23 de Abril, 2025

Agentes Imobiliários com licença de Mediadoras? Assim funciona o mercado.

Massimo Forte

Em vários países, como nos EUA, os agentes imobiliários têm de ter formação específica e uma licença individual para angariar, vender ou arrendar casas. Mas em Portugal não é obrigatório.

O mais comum é que os agentes imobiliários trabalhem sob alçada do licenciamento obtido pela mediadora imobiliária onde trabalham.

Mas porque é que isto acontece?

Haverá riscos para quem compra e vende casas, para as mediadoras imobiliárias e até para estes profissionais? O idealista/news ouviu especialistas do setor imobiliário para responder a estas e outras questões. A convicção generalizada é que exigir formação e licença para consultores imobiliários ajudaria a garantir maior segurança e transparência na atividade, para todos.

Em Portugal, a atividade de mediação imobiliária é regulada pelo regime jurídico estabelecido na Lei n.º 15/2013, estando sujeita a um licenciamento prévio que deve ser requerido junto do Instituto dos Mercados Públicos, do Imobiliário e da Construção (IMPIC). “A lei não contempla a existência de agentes imobiliários expressamente, mas sim de empresas (pessoas singulares ou coletivas) de mediação imobiliária, os seus técnicos e angariadores”, tal como esclarece Tiago Leal, associado sénior da PRA – Raposo, Sá Miranda & Associados, ao idealista/news.

Ou seja, “a legislação portuguesa para a mediação imobiliária não impõe, de forma obrigatória, uma licença individual para cada agente. Em vez disso, existe o regime do Alvará de Mediação Imobiliária (AMI), que é concedido à entidade (agência) que atua no setor”, aponta, por outro lado, Patricia Boavida, advogada associada na Belzuz Abogados. Isto leva a que, frequentemente, os agentes imobiliários trabalhem através do licenciamento da empresa de mediação imobiliária, estando sujeitos à supervisão e responsabilidade da entidade licenciada.

“A legislação portuguesa responsabiliza as agências e desresponsabiliza os Agentes”, refere Massimo Forte, consultor, coach e formador especializado em imobiliário.

Mas nem sempre foi assim. Há cerca de 20 anos, o Decreto-Lei 211/2004 requeria a licença de “Angariador Imobiliário”, mas acabou por ser revogado anos mais tarde.

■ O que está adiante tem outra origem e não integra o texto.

//! Response Transformer - Hand data back to the trigger
//!
//! Stores the coerced input as the pipeline response and forwards the
//! original input unchanged, so later functions can keep working on it.

use std::sync::Arc;

use edgeflow_config::FunctionConfig;
use edgeflow_protocol::{Payload, coerce};

use crate::registry::FunctionFactory;
use crate::{
    FunctionContext, Outcome, TransformFuture, TransformResult, Transformer, require_input,
};

#[cfg(test)]
#[path = "mod_test.rs"]
mod tests;

/// Sets the response data, and optionally its content type
#[derive(Debug, Clone, Default)]
pub struct SetResponseData {
    content_type: Option<String>,
}

impl SetResponseData {
    pub fn new(content_type: Option<String>) -> Self {
        Self { content_type }
    }
}

impl Transformer for SetResponseData {
    fn transform<'a>(
        &'a self,
        ctx: &'a mut FunctionContext,
        input: Option<Payload>,
    ) -> TransformFuture<'a> {
        Box::pin(async move {
            let input = require_input(self.name(), ctx, input)?;
            let data = coerce(&input)?;

            ctx.set_response_data(data);
            if let Some(content_type) = &self.content_type {
                ctx.set_response_content_type(content_type.clone());
            }
            Ok(Outcome::Continue(Some(input)))
        })
    }

    fn name(&self) -> &'static str {
        "set_response_data"
    }
}

/// Factory for `set_response_data`
pub struct ResponseFactory;

impl FunctionFactory for ResponseFactory {
    fn create(&self, config: &FunctionConfig) -> TransformResult<Arc<dyn Transformer>> {
        let content_type = config
            .get_str("content_type")
            .filter(|ct| !ct.is_empty())
            .map(str::to_string);
        Ok(Arc::new(SetResponseData::new(content_type)))
    }

    fn name(&self) -> &'static str {
        "set_response_data"
    }
}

“Com a eliminação desta obrigatoriedade caiu uma das barreiras à entrada, o que ajudou a fazer crescer e alimentar modelos de recrutamento massivos, que tendencialmente surgiram para alargar a atuação e quota”, comenta Massimo Forte, consultor, coach e formador especializado em imobiliário, considerando que uma nova obrigatoriedade neste sentido poderia ter um “efeito desacelerador” na atividade, apesar de estimular a formulação de estatísticas úteis.

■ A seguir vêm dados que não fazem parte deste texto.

//! Message envelope
//!
//! The envelope is the unit a trigger hands to the dispatcher. It is never
//! mutated after construction; pipelines copy what they need into their
//! function context.

use std::fmt;

use bytes::Bytes;
use uuid::Uuid;

/// `application/json`
pub const CONTENT_TYPE_JSON: &str = "application/json";

/// `application/xml`
pub const CONTENT_TYPE_XML: &str = "application/xml";

/// `text/plain`
pub const CONTENT_TYPE_TEXT: &str = "text/plain";

/// `application/cbor`
pub const CONTENT_TYPE_CBOR: &str = "application/cbor";

/// Immutable message delivered by a trigger
///
/// # Example
///
/// ```
/// use edgeflow_protocol::MessageEnvelope;
///
/// let envelope = MessageEnvelope::new("events/device/X", &b"{}"[..])
///     .with_correlation_id("abc-123");
/// assert_eq!(envelope.received_topic(), "events/device/X");
/// assert_eq!(envelope.correlation_id(), "abc-123");
/// ```
#[derive(Clone, PartialEq, Eq)]
pub struct MessageEnvelope {
    correlation_id: String,
    content_type: String,
    received_topic: String,
    payload: Bytes,
}

impl MessageEnvelope {
    /// Create an envelope with a generated correlation id and JSON content type
    pub fn new(topic: impl Into<String>, payload: impl Into<Bytes>) -> Self {
        Self {
            correlation_id: Uuid::new_v4().to_string(),
            content_type: CONTENT_TYPE_JSON.to_string(),
            received_topic: topic.into(),
            payload: payload.into(),
        }
    }

    /// Set the correlation id
    #[must_use]
    pub fn with_correlation_id(mut self, correlation_id: impl Into<String>) -> Self {
        self.correlation_id = correlation_id.into();
        self
    }

    /// Set the content type
    #[must_use]
    pub fn with_content_type(mut self, content_type: impl Into<String>) -> Self {
        self.content_type = content_type.into();
        self
    }

    /// Correlation id used to trace the message end-to-end
    #[inline]
    pub fn correlation_id(&self) -> &str {
        &self.correlation_id
    }

    /// Content type of the payload
    #[inline]
    pub fn content_type(&self) -> &str {
        &self.content_type
    }

    /// Topic the message was received on
    #[inline]
    pub fn received_topic(&self) -> &str {
        &self.received_topic
    }

    /// Raw payload bytes (cheap clone)
    #[inline]
    pub fn payload(&self) -> &Bytes {
        &self.payload
    }

    /// Whether the payload is JSON
    pub fn is_json(&self) -> bool {
        self.content_type.is_empty() || self.content_type.starts_with(CONTENT_TYPE_JSON)
    }
}

impl fmt::Debug for MessageEnvelope {
    fn fmt(&self, f: &mut fmt::Formatter<'_>) -> fmt::Result {
        f.debug_struct("MessageEnvelope")
            .field("correlation_id", &self.correlation_id)
            .field("content_type", &self.content_type)
            .field("received_topic", &self.received_topic)
            .field("payload_len", &self.payload.len())
            .finish()
    }
}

Mas porque é que a regulamentação portuguesa optou por focar a responsabilidade nas mediadoras imobiliárias e como é que está o projeto anunciado pelo regulador do setor para criar uma nova normativa?

Apesar de várias tentativas, o IMPIC – Instituto dos Mercados Públicos, do Imobiliário e da Construção não respondeu ao idealista/news, a estas e outras questões, até à data de publicação desta notícia. Segundo a advogada Patricia Boavida, “essa estrutura administrativa permite uma centralização da supervisão, facilitando o controlo e a fiscalização, assim como uma redução de custos e burocracia, contribuindo para uma maior fluidez no acesso à atividade”.

De qualquer forma, os agentes imobiliários que queiram trabalhar de forma independente também podem pedir uma licença individual junto do IMPIC, enviando uma série de documentação (como o certificado de registo criminal, declaração de idoneidade comercial, declaração de início de atividade). Além disso, têm de pagar o licenciamento (100 euros), o registo (50 euros), taxa anual de regulação (265 euros) e contratar um seguro de responsabilidade civil. Todo o processo acaba por ser mais burocrático e caro para o agente imobiliário, não sendo, por isso, atrativo, segundo é comentado no mercado.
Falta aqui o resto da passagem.